EXERCISE AIM: Across the data, every line with the word "common" counts once; state the total alone.

——————————

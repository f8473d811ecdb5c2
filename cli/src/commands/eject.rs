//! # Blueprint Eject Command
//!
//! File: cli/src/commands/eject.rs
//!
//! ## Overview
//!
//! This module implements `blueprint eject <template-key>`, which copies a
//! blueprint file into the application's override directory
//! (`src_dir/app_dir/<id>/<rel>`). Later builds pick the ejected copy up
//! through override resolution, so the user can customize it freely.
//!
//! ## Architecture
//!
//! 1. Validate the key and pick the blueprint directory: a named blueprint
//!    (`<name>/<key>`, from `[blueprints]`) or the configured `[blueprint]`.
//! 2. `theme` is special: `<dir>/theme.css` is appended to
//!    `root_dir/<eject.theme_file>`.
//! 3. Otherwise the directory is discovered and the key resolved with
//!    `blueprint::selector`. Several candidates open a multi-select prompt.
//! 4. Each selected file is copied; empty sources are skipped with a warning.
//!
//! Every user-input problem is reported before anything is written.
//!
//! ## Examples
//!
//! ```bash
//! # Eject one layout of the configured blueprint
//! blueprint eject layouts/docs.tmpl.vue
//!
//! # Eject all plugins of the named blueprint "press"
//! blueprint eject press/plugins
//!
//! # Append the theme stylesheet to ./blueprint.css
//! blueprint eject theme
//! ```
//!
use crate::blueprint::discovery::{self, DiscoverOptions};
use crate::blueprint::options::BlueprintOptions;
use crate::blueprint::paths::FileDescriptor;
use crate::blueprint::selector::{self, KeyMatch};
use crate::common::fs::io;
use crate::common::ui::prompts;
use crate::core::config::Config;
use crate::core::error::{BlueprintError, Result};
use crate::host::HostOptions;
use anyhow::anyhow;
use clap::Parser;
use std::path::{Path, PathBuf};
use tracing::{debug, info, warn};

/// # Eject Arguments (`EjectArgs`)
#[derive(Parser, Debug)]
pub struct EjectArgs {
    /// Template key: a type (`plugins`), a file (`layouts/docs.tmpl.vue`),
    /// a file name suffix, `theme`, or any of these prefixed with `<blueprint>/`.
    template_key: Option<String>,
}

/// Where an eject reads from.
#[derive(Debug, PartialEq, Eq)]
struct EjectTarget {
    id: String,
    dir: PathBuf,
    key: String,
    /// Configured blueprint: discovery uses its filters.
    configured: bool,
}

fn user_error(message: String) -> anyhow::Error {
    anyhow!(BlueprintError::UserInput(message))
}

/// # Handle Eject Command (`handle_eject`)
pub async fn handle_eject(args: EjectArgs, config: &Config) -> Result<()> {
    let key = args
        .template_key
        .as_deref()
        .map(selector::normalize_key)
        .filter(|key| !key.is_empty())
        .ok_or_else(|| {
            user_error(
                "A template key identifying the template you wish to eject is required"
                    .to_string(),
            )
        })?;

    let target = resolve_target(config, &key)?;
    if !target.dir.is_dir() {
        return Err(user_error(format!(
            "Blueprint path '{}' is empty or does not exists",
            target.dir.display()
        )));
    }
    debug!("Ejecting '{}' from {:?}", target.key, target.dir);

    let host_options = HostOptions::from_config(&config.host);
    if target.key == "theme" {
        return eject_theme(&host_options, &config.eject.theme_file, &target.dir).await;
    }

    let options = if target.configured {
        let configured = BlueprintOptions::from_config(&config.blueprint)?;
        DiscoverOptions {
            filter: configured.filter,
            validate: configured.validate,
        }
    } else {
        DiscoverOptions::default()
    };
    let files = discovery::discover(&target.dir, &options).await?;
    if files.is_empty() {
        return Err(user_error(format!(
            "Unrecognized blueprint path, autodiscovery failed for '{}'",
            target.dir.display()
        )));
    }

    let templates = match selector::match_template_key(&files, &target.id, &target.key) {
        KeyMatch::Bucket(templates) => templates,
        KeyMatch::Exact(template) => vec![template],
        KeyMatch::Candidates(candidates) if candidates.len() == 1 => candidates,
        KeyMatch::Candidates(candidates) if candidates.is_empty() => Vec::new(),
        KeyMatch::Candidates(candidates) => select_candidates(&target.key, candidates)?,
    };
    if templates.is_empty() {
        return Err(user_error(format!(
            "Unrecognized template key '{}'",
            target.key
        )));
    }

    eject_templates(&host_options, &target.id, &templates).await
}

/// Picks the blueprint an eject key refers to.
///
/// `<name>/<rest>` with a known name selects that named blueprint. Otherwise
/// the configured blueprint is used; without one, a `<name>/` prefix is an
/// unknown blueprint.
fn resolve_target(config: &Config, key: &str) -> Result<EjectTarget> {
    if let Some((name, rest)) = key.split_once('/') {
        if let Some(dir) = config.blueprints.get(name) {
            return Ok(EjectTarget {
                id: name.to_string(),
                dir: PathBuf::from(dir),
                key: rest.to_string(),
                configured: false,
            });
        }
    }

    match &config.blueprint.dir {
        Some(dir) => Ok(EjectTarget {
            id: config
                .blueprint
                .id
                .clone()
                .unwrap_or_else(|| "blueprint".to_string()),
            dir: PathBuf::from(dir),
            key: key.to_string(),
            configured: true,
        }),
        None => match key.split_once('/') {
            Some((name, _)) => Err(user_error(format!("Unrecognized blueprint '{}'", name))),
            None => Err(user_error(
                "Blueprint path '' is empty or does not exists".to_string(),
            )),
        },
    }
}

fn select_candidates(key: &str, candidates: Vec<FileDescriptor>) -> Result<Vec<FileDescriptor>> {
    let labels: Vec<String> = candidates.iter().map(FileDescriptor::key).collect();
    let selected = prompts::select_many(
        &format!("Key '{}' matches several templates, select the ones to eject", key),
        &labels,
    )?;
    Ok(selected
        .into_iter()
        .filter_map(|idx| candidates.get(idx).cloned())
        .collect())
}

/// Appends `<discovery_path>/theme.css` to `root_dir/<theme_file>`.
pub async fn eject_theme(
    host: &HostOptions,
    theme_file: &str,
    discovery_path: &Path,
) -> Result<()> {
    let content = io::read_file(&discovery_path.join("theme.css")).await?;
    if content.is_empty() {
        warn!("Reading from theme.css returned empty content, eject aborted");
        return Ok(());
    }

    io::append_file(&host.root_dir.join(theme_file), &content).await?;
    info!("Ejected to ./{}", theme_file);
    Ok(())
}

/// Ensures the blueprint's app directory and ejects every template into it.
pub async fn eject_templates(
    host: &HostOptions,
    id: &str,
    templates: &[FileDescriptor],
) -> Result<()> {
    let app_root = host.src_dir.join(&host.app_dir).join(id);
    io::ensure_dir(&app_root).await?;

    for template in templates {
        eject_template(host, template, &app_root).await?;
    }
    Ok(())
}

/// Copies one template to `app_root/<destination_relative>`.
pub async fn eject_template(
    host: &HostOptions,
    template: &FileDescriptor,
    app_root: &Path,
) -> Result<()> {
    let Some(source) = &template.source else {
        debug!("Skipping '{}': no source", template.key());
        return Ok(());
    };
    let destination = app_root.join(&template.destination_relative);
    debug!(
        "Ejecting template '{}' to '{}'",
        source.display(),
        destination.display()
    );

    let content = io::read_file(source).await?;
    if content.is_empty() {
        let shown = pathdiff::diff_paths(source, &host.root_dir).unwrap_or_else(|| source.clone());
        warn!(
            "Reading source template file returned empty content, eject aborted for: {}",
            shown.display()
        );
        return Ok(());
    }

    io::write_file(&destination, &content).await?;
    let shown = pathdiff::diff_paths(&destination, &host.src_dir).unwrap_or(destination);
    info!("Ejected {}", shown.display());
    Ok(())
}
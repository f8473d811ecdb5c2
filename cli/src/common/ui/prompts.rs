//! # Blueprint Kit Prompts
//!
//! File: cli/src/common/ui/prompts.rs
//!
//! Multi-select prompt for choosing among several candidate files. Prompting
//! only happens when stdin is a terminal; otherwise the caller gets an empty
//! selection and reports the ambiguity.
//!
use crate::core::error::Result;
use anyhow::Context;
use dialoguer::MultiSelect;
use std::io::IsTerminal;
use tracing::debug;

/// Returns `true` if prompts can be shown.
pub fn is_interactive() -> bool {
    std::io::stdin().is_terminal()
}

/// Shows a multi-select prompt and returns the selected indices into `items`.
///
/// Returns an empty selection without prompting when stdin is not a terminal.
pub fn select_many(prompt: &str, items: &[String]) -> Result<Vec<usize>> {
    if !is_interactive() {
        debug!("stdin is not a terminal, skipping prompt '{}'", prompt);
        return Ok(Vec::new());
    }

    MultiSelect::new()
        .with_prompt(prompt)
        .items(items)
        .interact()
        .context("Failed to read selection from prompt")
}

——————————

WORKED SOLUTION: 4